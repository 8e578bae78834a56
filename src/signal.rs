//! Self-pipe signal bridge.
//!
//! A signal handler may not lock, allocate or log. The handler installed
//! here does exactly one thing: write the signal number as a single byte to
//! the non-blocking write end of a socket pair. The read end is registered
//! with the multiplexer, so signals arrive in the main loop as ordinary
//! readable events and are interpreted there with full capability.
//!
//! ```text
//! SIGALRM ──▶ on_signal() ──write(1 byte)──▶ [socketpair] ──readable──▶ main loop
//! ```
//!
//! Handlers are process-wide, so at most one bridge may be installed at a
//! time; the previous dispositions are restored when it is dropped.

use std::{
    io::{self, Read},
    mem,
    os::fd::{AsRawFd, RawFd},
    ptr,
    sync::atomic::{AtomicI32, Ordering},
    time::Duration,
};

use libc::c_int;
use mio::net::UnixStream;

use crate::error::{Error, Result};

/// Bytes drained from the channel per read.
const DRAIN_CHUNK: usize = 1024;

/// Write end of the installed bridge, `-1` when none is installed.
static BRIDGE_FD: AtomicI32 = AtomicI32::new(-1);

extern "C" fn on_signal(signal: c_int) {
    // SAFETY: errno is thread-local; only async-signal-safe calls follow.
    unsafe {
        let errno = libc::__errno_location();
        let saved = *errno;

        let fd = BRIDGE_FD.load(Ordering::Relaxed);
        if fd >= 0 {
            let byte = signal as u8;
            libc::send(
                fd,
                &byte as *const u8 as *const libc::c_void,
                1,
                libc::MSG_DONTWAIT,
            );
        }

        *errno = saved;
    }
}

pub struct SignalBridge {
    reader: UnixStream,
    writer: UnixStream,
    installed: Vec<(c_int, libc::sigaction)>,
}

impl SignalBridge {
    /// Create the channel and claim the process-wide handler slot.
    pub fn new() -> Result<Self> {
        let (reader, writer) = UnixStream::pair()?;
        BRIDGE_FD
            .compare_exchange(-1, writer.as_raw_fd(), Ordering::AcqRel, Ordering::Acquire)
            .map_err(|_| Error::SignalBridgeInUse)?;

        Ok(Self {
            reader,
            writer,
            installed: Vec::new(),
        })
    }

    /// Route `signal` through the bridge.
    ///
    /// Installed with `SA_RESTART` and every signal blocked while the handler
    /// runs.
    pub fn install(&mut self, signal: c_int) -> Result<()> {
        // SAFETY: both sigaction structs are fully initialised before use
        // and `on_signal` only performs async-signal-safe operations.
        unsafe {
            let mut action: libc::sigaction = mem::zeroed();
            action.sa_sigaction = on_signal as extern "C" fn(c_int) as libc::sighandler_t;
            action.sa_flags = libc::SA_RESTART;
            libc::sigfillset(&mut action.sa_mask);

            let mut previous: libc::sigaction = mem::zeroed();
            if libc::sigaction(signal, &action, &mut previous) < 0 {
                return Err(Error::Io(io::Error::last_os_error()));
            }
            self.installed.push((signal, previous));
        }
        tracing::debug!(signal, "signal routed through bridge");
        Ok(())
    }

    /// Read every buffered signal number into `signals`.
    ///
    /// Running out of buffered bytes ends the drain normally. A zero-length
    /// read means the write end is gone and termination signals can no
    /// longer be delivered, which is reported as
    /// [`Error::SignalChannelClosed`].
    pub fn drain(&mut self, signals: &mut Vec<c_int>) -> Result<usize> {
        let mut buf = [0u8; DRAIN_CHUNK];
        let before = signals.len();
        loop {
            match (&self.reader).read(&mut buf) {
                Ok(0) => return Err(Error::SignalChannelClosed),
                Ok(n) => signals.extend(buf[..n].iter().map(|&b| c_int::from(b))),
                Err(e) if e.kind() == io::ErrorKind::WouldBlock => break,
                Err(e) if e.kind() == io::ErrorKind::Interrupted => continue,
                Err(e) => return Err(Error::SignalChannel(e)),
            }
        }
        Ok(signals.len() - before)
    }

    /// Write end of the channel; only the signal handler writes to it.
    pub fn sender_fd(&self) -> RawFd {
        self.writer.as_raw_fd()
    }
}

impl AsRawFd for SignalBridge {
    fn as_raw_fd(&self) -> RawFd {
        self.reader.as_raw_fd()
    }
}

impl Drop for SignalBridge {
    fn drop(&mut self) {
        // a handler still running elsewhere must stop writing before the
        // write end closes
        BRIDGE_FD.store(-1, Ordering::Release);
        for (signal, previous) in self.installed.drain(..).rev() {
            // SAFETY: `previous` was filled in by the kernel in `install`.
            unsafe {
                libc::sigaction(signal, &previous, ptr::null_mut());
            }
        }
    }
}

/// Ignore `SIGPIPE` so writes to a closed peer fail with `EPIPE` instead of
/// killing the process.
pub fn ignore_sigpipe() -> Result<()> {
    // SAFETY: SIG_IGN is a valid disposition for SIGPIPE.
    let previous = unsafe { libc::signal(libc::SIGPIPE, libc::SIG_IGN) };
    if previous == libc::SIG_ERR {
        return Err(Error::Io(io::Error::last_os_error()));
    }
    Ok(())
}

/// Arrange for `SIGALRM` after `delay`, replacing any pending alarm.
///
/// alarm(2) counts whole seconds; anything under one second becomes one.
pub fn schedule_alarm(delay: Duration) {
    let secs = u32::try_from(delay.as_secs())
        .unwrap_or(u32::MAX)
        .max(1);
    // SAFETY: alarm(2) has no memory-safety preconditions.
    unsafe {
        libc::alarm(secs);
    }
}

pub fn cancel_alarm() {
    // SAFETY: as above; zero cancels.
    unsafe {
        libc::alarm(0);
    }
}

/// Bridge tests in this crate install process-wide handlers; they hold this
/// while a bridge exists.
#[cfg(test)]
pub(crate) fn serial() -> std::sync::MutexGuard<'static, ()> {
    static SERIAL: std::sync::Mutex<()> = std::sync::Mutex::new(());
    SERIAL.lock().unwrap_or_else(|e| e.into_inner())
}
++++++
ACTIVITY> From the first line to the last, copy every record exactly.

WRITTEN RESPONSE>
repository 8e578bae78834a56
filename src/signal.rs
//! Self-pipe signal bridge.
//!
//! A signal handler may not lock, allocate or log. The handler installed
//! here does exactly one thing: write the signal number as a single byte to
//! the non-blocking write end of a socket pair. The read end is registered
//! with the multiplexer, so signals arrive in the main loop as ordinary
//! readable events and are interpreted there with full capability.
//!
//! ```text
//! SIGALRM ──▶ on_signal() ──write(1 byte)──▶ [socketpair] ──readable──▶ main loop
//! ```
//!
//! Handlers are process-wide, so at most one bridge may be installed at a
//! time; the previous dispositions are restored when it is dropped.

use std::{
    io::{self, Read},
    mem,
    os::fd::{AsRawFd, RawFd},
    ptr,
    sync::atomic::{AtomicI32, Ordering},
    time::Duration,
};

use libc::c_int;
use mio::net::UnixStream;

use crate::error::{Error, Result};

/// Bytes drained from the channel per read.
const DRAIN_CHUNK: usize = 1024;

/// Write end of the installed bridge, `-1` when none is installed.
static BRIDGE_FD: AtomicI32 = AtomicI32::new(-1);

extern "C" fn on_signal(signal: c_int) {
    // SAFETY: errno is thread-local; only async-signal-safe calls follow.
    unsafe {
        let errno = libc::__errno_location();
        let saved = *errno;

        let fd = BRIDGE_FD.load(Ordering::Relaxed);
        if fd >= 0 {
            let byte = signal as u8;
            libc::send(
                fd,
                &byte as *const u8 as *const libc::c_void,
                1,
                libc::MSG_DONTWAIT,
            );
        }

        *errno = saved;
    }
}

pub struct SignalBridge {
    reader: UnixStream,
    writer: UnixStream,
    installed: Vec<(c_int, libc::sigaction)>,
}

impl SignalBridge {
    /// Create the channel and claim the process-wide handler slot.
    pub fn new() -> Result<Self> {
        let (reader, writer) = UnixStream::pair()?;
        BRIDGE_FD
            .compare_exchange(-1, writer.as_raw_fd(), Ordering::AcqRel, Ordering::Acquire)
            .map_err(|_| Error::SignalBridgeInUse)?;

        Ok(Self {
            reader,
            writer,
            installed: Vec::new(),
        })
    }

    /// Route `signal` through the bridge.
    ///
    /// Installed with `SA_RESTART` and every signal blocked while the handler
    /// runs.
    pub fn install(&mut self, signal: c_int) -> Result<()> {
        // SAFETY: both sigaction structs are fully initialised before use
        // and `on_signal` only performs async-signal-safe operations.
        unsafe {
            let mut action: libc::sigaction = mem::zeroed();
            action.sa_sigaction = on_signal as extern "C" fn(c_int) as libc::sighandler_t;
            action.sa_flags = libc::SA_RESTART;
            libc::sigfillset(&mut action.sa_mask);

            let mut previous: libc::sigaction = mem::zeroed();
            if libc::sigaction(signal, &action, &mut previous) < 0 {
                return Err(Error::Io(io::Error::last_os_error()));
            }
            self.installed.push((signal, previous));
        }
        tracing::debug!(signal, "signal routed through bridge");
        Ok(())
    }

    /// Read every buffered signal number into `signals`.
    ///
    /// Running out of buffered bytes ends the drain normally. A zero-length
    /// read means the write end is gone and termination signals can no
    /// longer be delivered, which is reported as
    /// [`Error::SignalChannelClosed`].
    pub fn drain(&mut self, signals: &mut Vec<c_int>) -> Result<usize> {
        let mut buf = [0u8; DRAIN_CHUNK];
        let before = signals.len();
        loop {
            match (&self.reader).read(&mut buf) {
                Ok(0) => return Err(Error::SignalChannelClosed),
                Ok(n) => signals.extend(buf[..n].iter().map(|&b| c_int::from(b))),
                Err(e) if e.kind() == io::ErrorKind::WouldBlock => break,
                Err(e) if e.kind() == io::ErrorKind::Interrupted => continue,
                Err(e) => return Err(Error::SignalChannel(e)),
            }
        }
        Ok(signals.len() - before)
    }

    /// Write end of the channel; only the signal handler writes to it.
    pub fn sender_fd(&self) -> RawFd {
        self.writer.as_raw_fd()
    }
}

impl AsRawFd for SignalBridge {
    fn as_raw_fd(&self) -> RawFd {
        self.reader.as_raw_fd()
    }
}

impl Drop for SignalBridge {
    fn drop(&mut self) {
        // a handler still running elsewhere must stop writing before the
        // write end closes
        BRIDGE_FD.store(-1, Ordering::Release);
        for (signal, previous) in self.installed.drain(..).rev() {
            // SAFETY: `previous` was filled in by the kernel in `install`.
            unsafe {
                libc::sigaction(signal, &previous, ptr::null_mut());
            }
        }
    }
}

/// Ignore `SIGPIPE` so writes to a closed peer fail with `EPIPE` instead of
/// killing the process.
pub fn ignore_sigpipe() -> Result<()> {
    // SAFETY: SIG_IGN is a valid disposition for SIGPIPE.
    let previous = unsafe { libc::signal(libc::SIGPIPE, libc::SIG_IGN) };
    if previous == libc::SIG_ERR {
        return Err(Error::Io(io::Error::last_os_error()));
    }
    Ok(())
}

/// Arrange for `SIGALRM` after `delay`, replacing any pending alarm.
///
/// alarm(2) counts whole seconds; anything under one second becomes one.
pub fn schedule_alarm(delay: Duration) {
    let secs = u32::try_from(delay.as_secs())
        .unwrap_or(u32::MAX)
        .max(1);
    // SAFETY: alarm(2) has no memory-safety preconditions.
    unsafe {
        libc::alarm(secs);
    }
}

pub fn cancel_alarm() {
    // SAFETY: as above; zero cancels.
    unsafe {
        libc::alarm(0);
    }
}

/// Bridge tests in this crate install process-wide handlers; they hold this
/// while a bridge exists.
#[cfg(test)]
pub(crate) fn serial() -> std::sync::MutexGuard<'static, ()> {
    static SERIAL: std::sync::Mutex<()> = std::sync::Mutex::new(());
    SERIAL.lock().unwrap_or_else(|e| e.into_inner())
}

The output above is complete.